• **Problem statement**
All lines in the material below that hold "const" should be found and copied.

◆ ◆ ◆

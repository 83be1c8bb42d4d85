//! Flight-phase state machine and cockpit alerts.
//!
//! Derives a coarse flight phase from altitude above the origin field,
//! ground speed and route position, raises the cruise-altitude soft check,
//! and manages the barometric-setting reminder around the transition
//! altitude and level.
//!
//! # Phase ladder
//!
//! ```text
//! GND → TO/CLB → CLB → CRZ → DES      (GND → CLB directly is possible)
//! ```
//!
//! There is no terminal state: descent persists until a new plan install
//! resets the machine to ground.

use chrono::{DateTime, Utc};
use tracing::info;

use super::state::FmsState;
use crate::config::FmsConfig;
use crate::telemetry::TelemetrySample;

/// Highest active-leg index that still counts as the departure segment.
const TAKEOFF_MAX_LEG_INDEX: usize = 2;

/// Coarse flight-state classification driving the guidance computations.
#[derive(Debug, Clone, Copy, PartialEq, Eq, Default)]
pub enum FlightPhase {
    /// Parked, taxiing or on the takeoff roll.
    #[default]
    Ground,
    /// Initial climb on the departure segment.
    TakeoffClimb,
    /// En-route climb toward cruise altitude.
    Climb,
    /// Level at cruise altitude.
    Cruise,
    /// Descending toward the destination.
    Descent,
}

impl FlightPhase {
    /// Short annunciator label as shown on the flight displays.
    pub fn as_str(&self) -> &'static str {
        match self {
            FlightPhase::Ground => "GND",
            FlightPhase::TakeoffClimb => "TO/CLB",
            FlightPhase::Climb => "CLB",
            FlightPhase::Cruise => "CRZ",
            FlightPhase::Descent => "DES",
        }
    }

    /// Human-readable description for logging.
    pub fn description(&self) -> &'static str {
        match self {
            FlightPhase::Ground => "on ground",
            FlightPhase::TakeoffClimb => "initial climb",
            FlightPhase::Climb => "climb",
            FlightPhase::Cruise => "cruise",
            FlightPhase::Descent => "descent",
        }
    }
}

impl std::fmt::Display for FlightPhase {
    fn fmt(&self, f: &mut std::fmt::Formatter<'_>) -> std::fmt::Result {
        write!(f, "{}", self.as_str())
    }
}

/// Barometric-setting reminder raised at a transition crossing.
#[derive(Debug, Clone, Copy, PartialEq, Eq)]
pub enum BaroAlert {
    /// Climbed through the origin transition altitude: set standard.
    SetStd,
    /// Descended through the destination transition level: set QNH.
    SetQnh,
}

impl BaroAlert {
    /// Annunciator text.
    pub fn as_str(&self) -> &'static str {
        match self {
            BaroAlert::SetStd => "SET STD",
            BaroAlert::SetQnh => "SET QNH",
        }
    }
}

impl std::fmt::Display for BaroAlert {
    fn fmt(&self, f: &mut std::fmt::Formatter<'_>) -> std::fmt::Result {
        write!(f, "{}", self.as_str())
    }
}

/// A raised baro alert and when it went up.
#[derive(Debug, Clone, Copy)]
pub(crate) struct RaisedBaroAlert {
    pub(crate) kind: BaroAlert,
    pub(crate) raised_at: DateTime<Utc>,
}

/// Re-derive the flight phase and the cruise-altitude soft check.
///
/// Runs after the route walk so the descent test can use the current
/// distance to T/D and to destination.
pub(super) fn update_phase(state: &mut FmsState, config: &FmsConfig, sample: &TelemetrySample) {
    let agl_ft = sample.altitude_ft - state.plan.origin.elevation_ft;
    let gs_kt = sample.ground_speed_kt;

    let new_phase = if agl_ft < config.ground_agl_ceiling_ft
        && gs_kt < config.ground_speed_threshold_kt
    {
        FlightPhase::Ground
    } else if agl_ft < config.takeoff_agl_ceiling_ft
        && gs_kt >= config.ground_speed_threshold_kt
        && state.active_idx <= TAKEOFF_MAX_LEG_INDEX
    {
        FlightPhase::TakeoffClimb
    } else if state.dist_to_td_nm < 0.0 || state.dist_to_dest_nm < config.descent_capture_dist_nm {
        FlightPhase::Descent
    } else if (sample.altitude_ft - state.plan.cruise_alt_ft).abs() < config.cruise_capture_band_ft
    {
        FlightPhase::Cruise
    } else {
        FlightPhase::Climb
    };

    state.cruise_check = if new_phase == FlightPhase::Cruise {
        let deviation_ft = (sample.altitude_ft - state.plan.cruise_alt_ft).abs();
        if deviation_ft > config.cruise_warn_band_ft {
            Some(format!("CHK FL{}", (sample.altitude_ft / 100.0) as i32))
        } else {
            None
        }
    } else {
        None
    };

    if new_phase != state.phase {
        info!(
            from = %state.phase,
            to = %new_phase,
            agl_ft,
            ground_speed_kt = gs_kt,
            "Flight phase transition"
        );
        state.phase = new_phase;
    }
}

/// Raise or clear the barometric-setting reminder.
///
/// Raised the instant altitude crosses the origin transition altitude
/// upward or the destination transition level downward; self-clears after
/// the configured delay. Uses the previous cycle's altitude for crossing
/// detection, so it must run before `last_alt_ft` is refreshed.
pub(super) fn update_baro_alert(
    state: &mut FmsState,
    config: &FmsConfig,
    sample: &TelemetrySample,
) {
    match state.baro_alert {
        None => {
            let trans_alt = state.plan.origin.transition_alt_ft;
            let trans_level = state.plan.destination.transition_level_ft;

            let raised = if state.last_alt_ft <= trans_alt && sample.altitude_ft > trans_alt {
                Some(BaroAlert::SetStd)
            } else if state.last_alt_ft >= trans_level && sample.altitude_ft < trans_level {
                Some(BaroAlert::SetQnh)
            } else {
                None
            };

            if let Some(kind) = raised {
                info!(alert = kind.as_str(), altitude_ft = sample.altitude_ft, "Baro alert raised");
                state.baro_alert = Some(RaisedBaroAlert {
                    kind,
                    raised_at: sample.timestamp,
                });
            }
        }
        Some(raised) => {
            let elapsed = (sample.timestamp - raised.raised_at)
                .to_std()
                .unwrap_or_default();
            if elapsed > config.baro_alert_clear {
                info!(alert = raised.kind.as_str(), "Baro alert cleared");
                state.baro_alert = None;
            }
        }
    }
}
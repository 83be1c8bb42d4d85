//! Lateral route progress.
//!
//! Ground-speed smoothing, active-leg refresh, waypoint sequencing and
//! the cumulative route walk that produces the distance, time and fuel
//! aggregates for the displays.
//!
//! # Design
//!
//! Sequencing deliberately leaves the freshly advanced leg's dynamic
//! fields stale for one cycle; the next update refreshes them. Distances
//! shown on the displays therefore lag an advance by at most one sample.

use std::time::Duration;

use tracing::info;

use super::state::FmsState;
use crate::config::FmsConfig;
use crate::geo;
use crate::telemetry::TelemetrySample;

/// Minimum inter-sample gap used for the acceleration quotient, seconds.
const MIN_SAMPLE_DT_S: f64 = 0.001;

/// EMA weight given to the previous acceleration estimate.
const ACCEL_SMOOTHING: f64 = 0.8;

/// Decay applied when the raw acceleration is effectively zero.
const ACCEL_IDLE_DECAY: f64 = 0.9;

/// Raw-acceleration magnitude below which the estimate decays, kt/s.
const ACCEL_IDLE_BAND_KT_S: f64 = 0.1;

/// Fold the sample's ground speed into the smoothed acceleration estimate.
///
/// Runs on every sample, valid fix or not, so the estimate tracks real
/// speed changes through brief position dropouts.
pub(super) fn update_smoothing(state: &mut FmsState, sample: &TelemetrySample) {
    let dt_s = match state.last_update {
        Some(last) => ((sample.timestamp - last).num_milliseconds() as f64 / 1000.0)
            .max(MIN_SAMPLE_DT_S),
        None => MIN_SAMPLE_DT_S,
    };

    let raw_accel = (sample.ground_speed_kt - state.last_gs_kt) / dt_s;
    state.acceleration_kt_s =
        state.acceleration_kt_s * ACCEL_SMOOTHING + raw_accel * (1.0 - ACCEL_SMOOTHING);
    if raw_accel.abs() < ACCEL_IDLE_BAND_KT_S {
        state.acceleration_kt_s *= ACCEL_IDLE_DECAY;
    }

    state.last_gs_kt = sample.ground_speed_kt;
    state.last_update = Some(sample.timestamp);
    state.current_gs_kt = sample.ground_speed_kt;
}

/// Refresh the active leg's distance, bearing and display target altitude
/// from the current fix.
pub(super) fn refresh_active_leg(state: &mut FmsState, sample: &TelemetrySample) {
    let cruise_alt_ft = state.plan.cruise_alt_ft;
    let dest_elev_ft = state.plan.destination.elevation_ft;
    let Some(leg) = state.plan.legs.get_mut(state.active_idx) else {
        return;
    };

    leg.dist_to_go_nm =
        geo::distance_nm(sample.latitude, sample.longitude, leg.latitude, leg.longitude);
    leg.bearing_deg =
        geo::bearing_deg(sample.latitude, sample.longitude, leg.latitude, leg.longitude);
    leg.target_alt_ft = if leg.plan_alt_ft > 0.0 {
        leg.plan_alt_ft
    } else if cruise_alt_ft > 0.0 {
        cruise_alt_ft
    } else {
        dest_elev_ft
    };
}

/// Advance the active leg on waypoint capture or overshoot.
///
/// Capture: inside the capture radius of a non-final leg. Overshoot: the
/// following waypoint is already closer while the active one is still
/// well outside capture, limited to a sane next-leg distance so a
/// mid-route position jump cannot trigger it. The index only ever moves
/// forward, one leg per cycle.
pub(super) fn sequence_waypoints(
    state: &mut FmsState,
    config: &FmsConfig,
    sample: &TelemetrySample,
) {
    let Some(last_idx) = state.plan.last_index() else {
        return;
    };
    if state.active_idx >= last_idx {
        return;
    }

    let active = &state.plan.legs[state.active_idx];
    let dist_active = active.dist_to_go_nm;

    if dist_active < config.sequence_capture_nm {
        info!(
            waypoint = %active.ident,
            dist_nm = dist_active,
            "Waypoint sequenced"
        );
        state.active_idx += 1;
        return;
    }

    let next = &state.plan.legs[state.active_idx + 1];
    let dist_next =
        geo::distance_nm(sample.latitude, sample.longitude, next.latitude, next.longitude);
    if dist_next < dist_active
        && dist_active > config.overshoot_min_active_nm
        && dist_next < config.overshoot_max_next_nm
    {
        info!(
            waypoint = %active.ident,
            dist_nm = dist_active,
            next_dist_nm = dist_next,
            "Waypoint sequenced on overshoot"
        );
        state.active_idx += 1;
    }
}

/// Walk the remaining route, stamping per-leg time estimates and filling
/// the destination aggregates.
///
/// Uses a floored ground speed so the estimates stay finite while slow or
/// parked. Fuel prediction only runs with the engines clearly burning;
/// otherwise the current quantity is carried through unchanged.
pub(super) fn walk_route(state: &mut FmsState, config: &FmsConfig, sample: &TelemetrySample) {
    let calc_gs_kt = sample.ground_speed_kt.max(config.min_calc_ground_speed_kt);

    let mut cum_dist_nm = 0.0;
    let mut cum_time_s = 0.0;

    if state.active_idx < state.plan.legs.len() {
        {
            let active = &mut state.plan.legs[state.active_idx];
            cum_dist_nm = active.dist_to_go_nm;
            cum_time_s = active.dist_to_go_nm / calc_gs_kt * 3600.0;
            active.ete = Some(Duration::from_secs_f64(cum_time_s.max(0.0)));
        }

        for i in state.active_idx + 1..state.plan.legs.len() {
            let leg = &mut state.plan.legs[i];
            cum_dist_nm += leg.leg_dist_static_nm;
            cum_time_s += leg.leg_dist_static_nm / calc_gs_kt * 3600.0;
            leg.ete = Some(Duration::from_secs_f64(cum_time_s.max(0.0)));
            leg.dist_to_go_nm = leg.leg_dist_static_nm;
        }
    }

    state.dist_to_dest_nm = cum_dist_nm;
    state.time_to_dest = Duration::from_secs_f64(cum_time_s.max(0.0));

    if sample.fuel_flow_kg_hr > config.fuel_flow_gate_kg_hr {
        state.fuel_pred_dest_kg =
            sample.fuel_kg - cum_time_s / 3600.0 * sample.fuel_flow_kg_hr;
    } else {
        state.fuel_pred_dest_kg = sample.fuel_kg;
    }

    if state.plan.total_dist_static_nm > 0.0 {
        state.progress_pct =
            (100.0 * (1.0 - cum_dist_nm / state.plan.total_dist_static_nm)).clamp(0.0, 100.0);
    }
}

◆ ◆ ◆

• **Task output**
const TAKEOFF_MAX_LEG_INDEX: usize = 2;
const MIN_SAMPLE_DT_S: f64 = 0.001;
const ACCEL_SMOOTHING: f64 = 0.8;
const ACCEL_IDLE_DECAY: f64 = 0.9;
const ACCEL_IDLE_BAND_KT_S: f64 = 0.1;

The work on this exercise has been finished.